**WHAT IS REQUIRED**. Scan the records below for the word "http" and give only the number of lines that hold it.

**MATERIAL PROVIDED**.
________________________
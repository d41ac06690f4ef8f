use std::fs;
use std::path::{Path, PathBuf};

use crate::error::StoreError;
use crate::models::{cell_text, RawRow};
use crate::store::{RowStore, RowUpdate};

/// Status reported for a missing snapshot file
const NOT_FOUND_STATUS: u16 = 404;

/// Local snapshot store: one `<source>.json` file per source, each holding a
/// JSON array of row-objects
pub struct DirStore {
    root: PathBuf,
}

impl DirStore {
    pub fn new(root: impl Into<PathBuf>) -> Self {
        Self { root: root.into() }
    }

    /// Snapshot file of a source; names that could escape the directory have none
    fn sheet_path(&self, sheet: &str) -> Option<PathBuf> {
        let invalid = sheet.trim().is_empty()
            || sheet.contains(['/', '\\'])
            || sheet == "."
            || sheet == "..";
        if invalid {
            None
        } else {
            Some(self.root.join(format!("{}.json", sheet)))
        }
    }

    fn existing_path(&self, sheet: &str) -> Result<PathBuf, StoreError> {
        match self.sheet_path(sheet) {
            Some(path) if path.is_file() => Ok(path),
            _ => Err(StoreError::NotFound {
                sheet: sheet.to_string(),
                status: NOT_FOUND_STATUS,
            }),
        }
    }

    fn read(path: &Path) -> Result<Vec<RawRow>, StoreError> {
        let text = fs::read_to_string(path)?;
        serde_json::from_str(&text).map_err(|e| StoreError::Decode(format!("{}: {}", path.display(), e)))
    }
}

fn row_matches(row: &RawRow, update: &RowUpdate) -> bool {
    update
        .condition
        .iter()
        .all(|(column, value)| row.get(column).map(cell_text).unwrap_or_default() == *value)
}

impl RowStore for DirStore {
    fn fetch_rows(&self, sheet: &str) -> Result<Vec<RawRow>, StoreError> {
        let path = self.existing_path(sheet)?;
        log::debug!("Reading snapshot {}", path.display());
        Self::read(&path)
    }

    fn update_rows(&self, sheet: &str, update: &RowUpdate) -> Result<(), StoreError> {
        let path = self.existing_path(sheet)?;
        let mut rows = Self::read(&path)?;

        match rows.iter_mut().find(|row| row_matches(row, update)) {
            Some(row) => {
                for (column, value) in &update.set {
                    row.insert(column.clone(), serde_json::Value::String(value.clone()));
                }
            }
            None => {
                log::warn!("No row of \"{}\" matches {:?}; nothing updated", sheet, update.condition);
                return Ok(());
            }
        }

        let text = serde_json::to_string_pretty(&rows).map_err(|e| StoreError::Decode(e.to_string()))?;
        fs::write(&path, text)?;
        Ok(())
    }
}
//! Filter selection parser
//!
//! A selection has three independent parts, each optional. On the command
//! line they are given as `key=value` (or `key:value`) tokens.
//!
//! # Keys
//!
//! - `group=<value>` (alias `bu`) - exact match on the group column
//! - `status=<label>` (aliases `statut`, `avancement`) - exact match on the
//!   normalized status; canonical labels and their aliases are accepted
//! - `assignee=<text>` (alias `affectation`) - substring of the assignee cell
//!
//! # Examples
//!
//! ```text
//! group=Sales status=done
//! assignee:Bob "status=en cours"
//! ```

use serde::Serialize;

use crate::models::{normalize_status, Status};

/// Current filter selections; `None` means "all"
#[derive(Debug, Clone, Default, PartialEq, Eq, Serialize)]
pub struct FilterSelection {
    pub group: Option<String>,
    pub status: Option<String>,
    pub assignee: Option<String>,
}

impl FilterSelection {
    pub fn is_empty(&self) -> bool {
        self.group.is_none() && self.status.is_none() && self.assignee.is_none()
    }

    pub fn with_group(mut self, group: &str) -> Self {
        self.group = non_empty(group);
        self
    }

    pub fn with_status(mut self, status: &str) -> Self {
        self.status = status_selection(status);
        self
    }

    pub fn with_assignee(mut self, assignee: &str) -> Self {
        self.assignee = non_empty(assignee);
        self
    }
}

fn non_empty(value: &str) -> Option<String> {
    if value.is_empty() {
        None
    } else {
        Some(value.to_string())
    }
}

/// Status selections compare against normalized (upper-case) statuses
fn status_selection(value: &str) -> Option<String> {
    if value.trim().is_empty() {
        return None;
    }
    match Status::parse(value) {
        Some(status) => Some(status.label().to_string()),
        None => Some(normalize_status(value)),
    }
}

/// Known filter keys and their aliases
const FILTER_KEYS: &[&str] = &[
    "group", "bu", "status", "statut", "avancement", "assignee", "affectation",
];

/// Split `key=value` / `key:value` at the first separator
fn split_token(token: &str) -> Option<(&str, &str)> {
    let pos = token.find(|c: char| c == '=' || c == ':')?;
    let key = &token[..pos];
    if key.is_empty() {
        return None;
    }
    Some((key, &token[pos + 1..]))
}

/// Parse filter tokens into a selection
///
/// Later tokens override earlier ones for the same key. An empty value clears
/// the selection for that key.
///
/// # Example
///
/// ```
/// use sheetdash::filter::parse_selection;
///
/// let selection = parse_selection(&["group=Sales".to_string(), "status=fait".to_string()]).unwrap();
/// assert_eq!(selection.status.as_deref(), Some("FAIT"));
/// ```
pub fn parse_selection(tokens: &[String]) -> Result<FilterSelection, String> {
    let mut selection = FilterSelection::default();

    for token in tokens {
        let (key, value) = split_token(token)
            .ok_or_else(|| format!("Invalid filter token: '{}'. Expected key=value.", token))?;

        match key.to_lowercase().as_str() {
            "group" | "bu" => selection.group = non_empty(value),
            "status" | "statut" | "avancement" => selection.status = status_selection(value),
            "assignee" | "affectation" => selection.assignee = non_empty(value),
            _ => {
                return Err(format!(
                    "Unknown filter field '{}'. Known fields: {}",
                    key,
                    FILTER_KEYS.join(", ")
                ))
            }
        }
    }

    Ok(selection)
}
use serde::Serialize;

use crate::models::{Column, ColumnRole, Schema, Status, TaskRow};
use crate::pipeline::classify::section_title;
use crate::pipeline::options::PLACEHOLDER;

/// Shown instead of rows when no row passes the filters
pub const NO_MATCH_MESSAGE: &str = "No task matches the selected filters.";

/// Shown when the source itself has no rows
pub const EMPTY_SOURCE_MESSAGE: &str = "No data in this source.";

/// Title used for a heading row whose text is only separators
pub const BLANK_SECTION_TITLE: &str = "───────";

const DEFAULT_GLYPH: &str = "▸";

/// Heading glyphs keyed on phase keywords; first match wins
const SECTION_GLYPHS: &[(&[&str], &str)] = &[
    (&["PHASE 0", "PASSATION"], "◆"),
    (&["PHASE 1", "FONDATION"], "▸"),
    (&["PHASE 2", "CONTENU"], "▹"),
    (&["PHASE 3", "DÉVELOPPEMENT", "DEVELOPPEMENT"], "▸"),
    (&["PHASE 4"], "▹"),
    (&["PHASE 5"], "▸"),
];

/// Pick the decorative glyph for a heading title
pub fn section_glyph(title: &str) -> &'static str {
    let upper = title.to_uppercase();
    SECTION_GLYPHS
        .iter()
        .find(|(keywords, _)| keywords.iter().any(|k| upper.contains(k)))
        .map(|(_, glyph)| *glyph)
        .unwrap_or(DEFAULT_GLYPH)
}

/// Tri-state status control: at most one state is active
#[derive(Debug, Clone, PartialEq, Eq, Serialize)]
pub struct StatusControl {
    pub active: Option<Status>,
    /// Normalized value, kept for statuses outside the three canonical labels
    pub value: String,
}

impl StatusControl {
    pub fn new(value: &str) -> Self {
        Self {
            active: Status::from_label(value),
            value: value.to_string(),
        }
    }

    pub fn is_active(&self, status: Status) -> bool {
        self.active == Some(status)
    }
}

/// One table cell; the variant carries the presentational treatment
#[derive(Debug, Clone, PartialEq, Eq, Serialize)]
#[serde(tag = "kind", rename_all = "lowercase")]
pub enum Cell {
    Text { column: String, value: String },
    Description { column: String, value: String },
    Group { column: String, value: String },
    Badge { column: String, value: Option<String> },
    Status { column: String, control: StatusControl },
}

impl Cell {
    pub fn column(&self) -> &str {
        match self {
            Cell::Text { column, .. }
            | Cell::Description { column, .. }
            | Cell::Group { column, .. }
            | Cell::Badge { column, .. }
            | Cell::Status { column, .. } => column,
        }
    }
}

#[derive(Debug, Clone, PartialEq, Eq, Serialize)]
#[serde(tag = "kind", rename_all = "lowercase")]
pub enum PresentationRow {
    /// Single merged row when nothing is shown
    Empty { message: String, span: usize },
    /// Heading spanning all visible columns
    Section { glyph: String, title: String, span: usize },
    /// A task; `position` is its index in the filtered rows, `number` its
    /// 1-based rank among the tasks shown (headings are not numbered)
    Task { position: usize, number: usize, cells: Vec<Cell> },
}

/// Rendered table: header plus rows
#[derive(Debug, Clone, Default, PartialEq, Eq, Serialize)]
pub struct TableView {
    pub header: Vec<Column>,
    pub rows: Vec<PresentationRow>,
}

fn display_value(value: &str) -> String {
    if value.is_empty() {
        PLACEHOLDER.to_string()
    } else {
        value.to_string()
    }
}

fn render_cell(row: &TaskRow, column: &str, schema: &Schema) -> Cell {
    let value = row.get(column);
    let column_name = column.to_string();

    if schema.status_column() == Some(column) {
        let status = row.status.as_deref().unwrap_or(value);
        return Cell::Status {
            column: column_name,
            control: StatusControl::new(status),
        };
    }

    match schema.role_of(column) {
        ColumnRole::Description => Cell::Description {
            column: column_name,
            value: display_value(value),
        },
        ColumnRole::Group => Cell::Group {
            column: column_name,
            value: display_value(value),
        },
        ColumnRole::Importance => Cell::Badge {
            column: column_name,
            value: if value.is_empty() || value == PLACEHOLDER {
                None
            } else {
                Some(value.to_string())
            },
        },
        _ => Cell::Text {
            column: column_name,
            value: display_value(value),
        },
    }
}

fn render_section(row: &TaskRow, schema: &Schema, span: usize) -> PresentationRow {
    let title = section_title(row, schema);
    if title.is_empty() {
        return PresentationRow::Section {
            glyph: String::new(),
            title: BLANK_SECTION_TITLE.to_string(),
            span,
        };
    }
    PresentationRow::Section {
        glyph: section_glyph(&title).to_string(),
        title,
        span,
    }
}

/// Render filtered rows against the visible columns
pub fn render_table(rows: &[&TaskRow], visible: &[String], schema: &Schema) -> TableView {
    let header: Vec<Column> = visible
        .iter()
        .map(|name| Column {
            name: name.clone(),
            role: schema.role_of(name),
        })
        .collect();
    let span = visible.len();

    if rows.is_empty() {
        return TableView {
            header,
            rows: vec![PresentationRow::Empty {
                message: NO_MATCH_MESSAGE.to_string(),
                span,
            }],
        };
    }

    let mut number = 0;
    let rows = rows
        .iter()
        .enumerate()
        .map(|(position, row)| {
            if row.is_section_marker {
                render_section(row, schema, span)
            } else {
                number += 1;
                PresentationRow::Task {
                    position,
                    number,
                    cells: visible.iter().map(|c| render_cell(row, c, schema)).collect(),
                }
            }
        })
        .collect();

    TableView { header, rows }
}
//! Source list configuration
//!
//! The selectable sources come from a side-loaded JSON document. Accepted
//! shapes, tried in order:
//!
//! 1. `{"onglets": [{"value": .., "label": ..}, ..]}` (key `sources` also
//!    accepted), or a bare array of such objects
//! 2. `{"pages": ["..", ..]}` (keys `sheets` and `tabs` also accepted), or a
//!    bare array of names
//! 3. the document's own top-level keys whose values are objects
//!
//! Anything else, including a missing or unparseable document, falls back to
//! [`default_sources`] with a warning.

use std::fs;
use std::path::PathBuf;

use serde::Serialize;
use serde_json::Value;

use crate::error::DashError;
use crate::models::cell_text;
use crate::store::http::fetch_document;

const ENTRY_LIST_KEYS: &[&str] = &["onglets", "sources"];
const NAME_LIST_KEYS: &[&str] = &["pages", "sheets", "tabs"];

/// One selectable source: `value` addresses the store, `label` is displayed
#[derive(Debug, Clone, PartialEq, Eq, Serialize)]
pub struct SourceEntry {
    pub value: String,
    pub label: String,
}

impl SourceEntry {
    pub fn new(value: &str, label: &str) -> Self {
        Self {
            value: value.to_string(),
            label: label.to_string(),
        }
    }
}

#[derive(Debug, Clone, Copy, PartialEq, Eq, Serialize)]
#[serde(rename_all = "lowercase")]
pub enum SourceOrigin {
    Config,
    Defaults,
}

#[derive(Debug, Clone, PartialEq, Eq, Serialize)]
pub struct SourceList {
    pub entries: Vec<SourceEntry>,
    pub origin: SourceOrigin,
}

impl SourceList {
    pub fn first(&self) -> Option<&SourceEntry> {
        self.entries.first()
    }

    /// Find a source by value, falling back to a case-insensitive label match
    pub fn find(&self, name: &str) -> Option<&SourceEntry> {
        self.entries
            .iter()
            .find(|e| e.value == name)
            .or_else(|| self.entries.iter().find(|e| e.label.eq_ignore_ascii_case(name)))
    }
}

/// Where the source list document lives
#[derive(Debug, Clone, PartialEq, Eq)]
pub enum SourcesLocation {
    File(PathBuf),
    Url(String),
}

impl SourcesLocation {
    /// `http(s)://` locations are fetched, anything else is a file path
    pub fn parse(value: &str) -> Self {
        if value.starts_with("http://") || value.starts_with("https://") {
            SourcesLocation::Url(value.to_string())
        } else {
            SourcesLocation::File(PathBuf::from(value))
        }
    }
}

/// Built-in list used when the document is unusable
pub fn default_sources() -> Vec<SourceEntry> {
    vec![
        SourceEntry::new("Tache du jour", "Tâche du jour"),
        SourceEntry::new("depot jeux", "Dépôt Jeux"),
        SourceEntry::new("certeco", "Certeco & Veryproof"),
    ]
}

fn text_of(value: Option<&Value>) -> Option<String> {
    value.map(cell_text).filter(|s| !s.trim().is_empty())
}

fn entry_list(items: &[Value]) -> Vec<SourceEntry> {
    items
        .iter()
        .filter_map(|item| {
            let object = item.as_object()?;
            let value = text_of(object.get("value"));
            let label = text_of(object.get("label"));
            match (value, label) {
                (Some(value), Some(label)) => Some(SourceEntry { value, label }),
                (Some(value), None) => Some(SourceEntry { label: value.clone(), value }),
                (None, Some(label)) => Some(SourceEntry { value: label.clone(), label }),
                (None, None) => None,
            }
        })
        .collect()
}

fn name_list(items: &[Value]) -> Vec<SourceEntry> {
    items
        .iter()
        .filter(|item| !item.is_object())
        .filter_map(|item| text_of(Some(item)))
        .map(|name| SourceEntry::new(&name, &name))
        .collect()
}

/// Interpret a source list document
///
/// # Errors
///
/// `DashError::ConfigUnavailable` when no accepted shape yields a source.
pub fn parse_source_list(doc: &Value) -> Result<Vec<SourceEntry>, DashError> {
    if let Some(items) = doc.as_array() {
        let entries = entry_list(items);
        if !entries.is_empty() {
            return Ok(entries);
        }
        let names = name_list(items);
        if !names.is_empty() {
            return Ok(names);
        }
        return Err(DashError::ConfigUnavailable("no source list found in document".to_string()));
    }

    let object = doc
        .as_object()
        .ok_or_else(|| DashError::ConfigUnavailable("document is not a JSON object".to_string()))?;

    for key in ENTRY_LIST_KEYS {
        if let Some(items) = object.get(*key).and_then(Value::as_array) {
            let entries = entry_list(items);
            if !entries.is_empty() {
                log::debug!("Sources loaded from '{}'", key);
                return Ok(entries);
            }
        }
    }

    for key in NAME_LIST_KEYS {
        if let Some(items) = object.get(*key).and_then(Value::as_array) {
            let names = name_list(items);
            if !names.is_empty() {
                log::debug!("Sources loaded from '{}'", key);
                return Ok(names);
            }
        }
    }

    let keys: Vec<SourceEntry> = object
        .iter()
        .filter(|(_, value)| value.is_object())
        .map(|(key, _)| SourceEntry::new(key, key))
        .collect();
    if !keys.is_empty() {
        log::debug!("Sources loaded from top-level keys");
        return Ok(keys);
    }

    Err(DashError::ConfigUnavailable("no source list found in document".to_string()))
}

fn read_document(location: &SourcesLocation) -> Result<Value, DashError> {
    match location {
        SourcesLocation::File(path) => {
            let text = fs::read_to_string(path)
                .map_err(|e| DashError::ConfigUnavailable(format!("{}: {}", path.display(), e)))?;
            serde_json::from_str(&text)
                .map_err(|e| DashError::ConfigUnavailable(format!("{}: {}", path.display(), e)))
        }
        SourcesLocation::Url(url) => {
            fetch_document(url).map_err(|e| DashError::ConfigUnavailable(format!("{}: {}", url, e)))
        }
    }
}

/// Load the source list, falling back to the defaults on any failure
pub fn load_source_list(location: &SourcesLocation) -> SourceList {
    match read_document(location).and_then(|doc| parse_source_list(&doc)) {
        Ok(entries) => SourceList {
            entries,
            origin: SourceOrigin::Config,
        },
        Err(err) => {
            log::warn!("Could not load source list ({}); using default sources", err);
            SourceList {
                entries: default_sources(),
                origin: SourceOrigin::Defaults,
            }
        }
    }
}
________________________
**RESULT OF THE EXERCISE**. 3